Words of Faith

Rev. Rita S. Platt     

October 6, 2013

Series: What’s the Least I Can Believe and Still Be a Christian?

Week 2: What Matters Most?  

Mark 12:28-34

 A well-known time management guru gave a speech one day at a top-drawer business school. As he stood in front of a class of high-powered achievers, he said, “Ok, time for a quiz.” He pulled out a one-gallon, wide – mouthed Mason jar and set it on the table in front of him. He then produced about a dozen fist-sized rocks and carefully placed them in the jar.

After filling the jar to the top, he asked, “Is this jar full?’ 

Everyone in the class said, “Yes.”

“Really?” he asked. Then he reached under the table and pulled out a bucket of gravel. He poured the gravel into the jar, shaking as he did, causing pieces of gravel to work themselves into the spaces between the big rocks. Then he asked the group once more “Is the jar full?”

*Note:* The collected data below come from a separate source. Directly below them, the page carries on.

use async_trait::async_trait;
use reqwest::Client;
use serde::{Deserialize, Serialize};
use tracing::debug;
use uuid::Uuid;

use super::{CompletionRequest, ExplainError, ReasoningService};

/// OpenAI-compatible chat completions client.
pub struct OpenAiService {
    client: Client,
    base_url: String,
    model: String,
    api_key: Option<String>,
}

#[derive(Serialize)]
struct ChatRequest<'a> {
    model: &'a str,
    messages: [ChatMessage<'a>; 2],
    temperature: f32,
    max_tokens: u32,
}

#[derive(Serialize)]
struct ChatMessage<'a> {
    role: &'static str,
    content: &'a str,
}

#[derive(Deserialize)]
struct ChatResponse {
    #[serde(default)]
    choices: Vec<Choice>,
}

#[derive(Deserialize)]
struct Choice {
    message: ReplyMessage,
}

#[derive(Deserialize)]
struct ReplyMessage {
    content: Option<String>,
}

impl OpenAiService {
    pub fn new(base_url: &str, model: &str, api_key: Option<String>) -> Result<Self, ExplainError> {
        let client = Client::builder()
            .user_agent(concat!("flowwatch/", env!("CARGO_PKG_VERSION")))
            .build()?;
        Ok(Self {
            client,
            base_url: base_url.trim_end_matches('/').to_string(),
            model: model.to_string(),
            api_key,
        })
    }

    fn url(&self) -> String {
        format!("{}/v1/chat/completions", self.base_url)
    }
}

#[async_trait]
impl ReasoningService for OpenAiService {
    fn name(&self) -> &'static str {
        "openai"
    }

    async fn complete(&self, request: &CompletionRequest) -> Result<String, ExplainError> {
        let api_key = self
            .api_key
            .as_deref()
            .ok_or_else(|| ExplainError::NotConfigured("API key not found".to_string()))?;

        let body = ChatRequest {
            model: &self.model,
            messages: [
                ChatMessage {
                    role: "system",
                    content: &request.system,
                },
                ChatMessage {
                    role: "user",
                    content: &request.prompt,
                },
            ],
            temperature: request.temperature,
            max_tokens: request.max_tokens,
        };

        let request_id = Uuid::new_v4();
        let url = self.url();
        debug!(%url, %request_id, model = %self.model, "chat completion request");

        let response = self
            .client
            .post(&url)
            .bearer_auth(api_key)
            .header("X-Request-Id", request_id.to_string())
            .json(&body)
            .send()
            .await?;

        let status = response.status();
        if !status.is_success() {
            let body = response.text().await.unwrap_or_default();
            return Err(ExplainError::Api {
                status: status.as_u16(),
                body,
            });
        }

        let text = response.text().await?;
        parse_reply(&text)
    }
}

/// Pull the first choice's message content out of a completions response body.
fn parse_reply(body: &str) -> Result<String, ExplainError> {
    let resp: ChatResponse =
        serde_json::from_str(body).map_err(|e| ExplainError::Parse(e.to_string()))?;
    resp.choices
        .into_iter()
        .next()
        .and_then(|c| c.message.content)
        .map(|s| s.trim().to_string())
        .filter(|s| !s.is_empty())
        .ok_or_else(|| ExplainError::Parse("missing choices[0].message.content".to_string()))
}

#[cfg(test)]
mod tests {
    use super::*;

    #[test]
    fn test_parse_reply() {
        let body = r#"{"id":"x","choices":[{"index":0,"message":{"role":"assistant","content":"  Port scan burst.\n"}}]}"#;
        assert_eq!(parse_reply(body).unwrap(), "Port scan burst.");
    }

    #[test]
    fn test_parse_reply_rejects_missing_content() {
        assert!(matches!(
            parse_reply(r#"{"choices":[]}"#),
            Err(ExplainError::Parse(_))
        ));
        assert!(matches!(
            parse_reply(r#"{"choices":[{"message":{"content":null}}]}"#),
            Err(ExplainError::Parse(_))
        ));
        assert!(matches!(parse_reply("<html>"), Err(ExplainError::Parse(_))));
    }

    #[test]
    fn test_request_body_shape() {
        let body = ChatRequest {
            model: "gpt-4",
            messages: [
                ChatMessage {
                    role: "system",
                    content: "sys",
                },
                ChatMessage {
                    role: "user",
                    content: "hi",
                },
            ],
            temperature: 0.5,
            max_tokens: 300,
        };
        let json = serde_json::to_value(&body).unwrap();
        assert_eq!(json["messages"][1]["role"], "user");
        assert_eq!(json["max_tokens"], 300);
    }

    #[tokio::test]
    async fn test_missing_key_is_not_configured() {
        let svc = OpenAiService::new("http://127.0.0.1:9", "gpt-4", None).unwrap();
        let req = CompletionRequest {
            system: "s".to_string(),
            prompt: "p".to_string(),
            temperature: 0.5,
            max_tokens: 10,
        };
        assert!(matches!(
            svc.complete(&req).await,
            Err(ExplainError::NotConfigured(_))
        ));
    }

    #[test]
    fn test_base_url_trailing_slash() {
        let svc = OpenAiService::new("https://api.example.com/", "m", None).unwrap();
        assert_eq!(svc.url(), "https://api.example.com/v1/chat/completions");
    }
}
//! Feature extraction -- raw traffic observations to validated feature vectors.

pub mod vector;

pub use self::vector::{FeatureVector, TRAFFIC_FIELDS};

use std::net::IpAddr;

use serde::{Deserialize, Serialize};
use thiserror::Error;

#[derive(Debug, Error, PartialEq)]
pub enum FeatureError {
    #[error("invalid source address: {0:?}")]
    InvalidAddress(String),
    #[error("invalid feature {field}: {value} (must be finite and non-negative)")]
    InvalidFeature { field: &'static str, value: f64 },
}

/// One already-demultiplexed traffic unit as delivered by a feed.
#[derive(Debug, Clone, PartialEq, Serialize, Deserialize)]
pub struct Observation {
    #[serde(default, alias = "ip_address", alias = "ip", alias = "src")]
    pub source_address: Option<String>,
    #[serde(alias = "PacketSize")]
    pub packet_size: f64,
    #[serde(alias = "ResponseTime")]
    pub response_time: f64,
}

impl Observation {
    pub fn new(source_address: Option<&str>, packet_size: f64, response_time: f64) -> Self {
        Self {
            source_address: source_address.map(str::to_string),
            packet_size,
            response_time,
        }
    }
}

/// An observation that passed extraction.
#[derive(Debug, Clone, PartialEq)]
pub struct Flow {
    pub source: Option<IpAddr>,
    pub features: FeatureVector,
}

impl Flow {
    /// Canonical textual address, empty when the feed supplied none.
    pub fn source_address(&self) -> String {
        self.source.map(|ip| ip.to_string()).unwrap_or_default()
    }
}

/// Validate an observation and turn it into a traffic feature vector.
///
/// A blank source address counts as absent. Anything else must be an IPv4 or
/// IPv6 literal.
pub fn extract(obs: &Observation) -> Result<Flow, FeatureError> {
    let source = match obs.source_address.as_deref().map(str::trim) {
        None | Some("") => None,
        Some(raw) => Some(
            raw.parse::<IpAddr>()
                .map_err(|_| FeatureError::InvalidAddress(raw.to_string()))?,
        ),
    };

    let packet_size = check_feature("packet_size", obs.packet_size)?;
    let response_time = check_feature("response_time", obs.response_time)?;

    Ok(Flow {
        source,
        features: FeatureVector::traffic(packet_size, response_time),
    })
}

fn check_feature(field: &'static str, value: f64) -> Result<f64, FeatureError> {
    if value.is_finite() && value >= 0.0 {
        Ok(value)
    } else {
        Err(FeatureError::InvalidFeature { field, value })
    }
}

By now the class was on to him. “Probably not,” one of them answered.

“Good answer” he replied. He reached under the table and brought out a bucket of sand. He dumped the sand into the jar, filling the spaces between the rocks and the gravel. Once more he asked, “Is this jar full?” 

“No!” the class shouted.

Once again he said, “Good answer.”  Then he took a pitcher of water and poured it until the jar was filled to the brim. He looked at the class and asked, “What is the point of this illustration?”

One eager student said, “No matter how full your schedule is, if you try really hard you can always put more into it.”

“No,” the speaker replied, “that’s not the point. The point is, if you don’t put the big rocks in first, you’ll never get them in at all.”

So what are the big rocks? What matters most? We read about a man who asked Jesus that question: “What’s the greatest commandment?” In short, the man was saying “There are a lot of laws I am supposed to follow; but what matters most?”

Religion spends a lot of time focusing on the list you are supposed to follow. To the world such religion seems like a check list.  If you check them all off, you are in.  If not, you are out.  For some the list is about the end times.  For others it is about when and how a person should be baptized. For some it’s about social issues.  No matter what is on the list the danger is the same – the list becomes what matters most.

And such religion doesn’t have any space for the big rocks.  

And the big rocks are the most important

I’m not sure if the Beatles had Jesus’ words in mind when they wrote …

“All you need is love,

  All you need is love,

  All you need is love, love.

  Love is all you need.” 

 “Which is most important of all the commandments?”

In verses 29-31, Jesus said, “The first in importance is, ‘Listen, Israel: The Lord your God is one; so love the Lord God with all your passion and prayer and intelligence and energy.’ And here is the second: ‘Love others as well as you love yourself.’ There is no other commandment that ranks with these.”

The priority is love. When we do that, everything else just falls into place. When we don’t do that, nothing we say or do matters.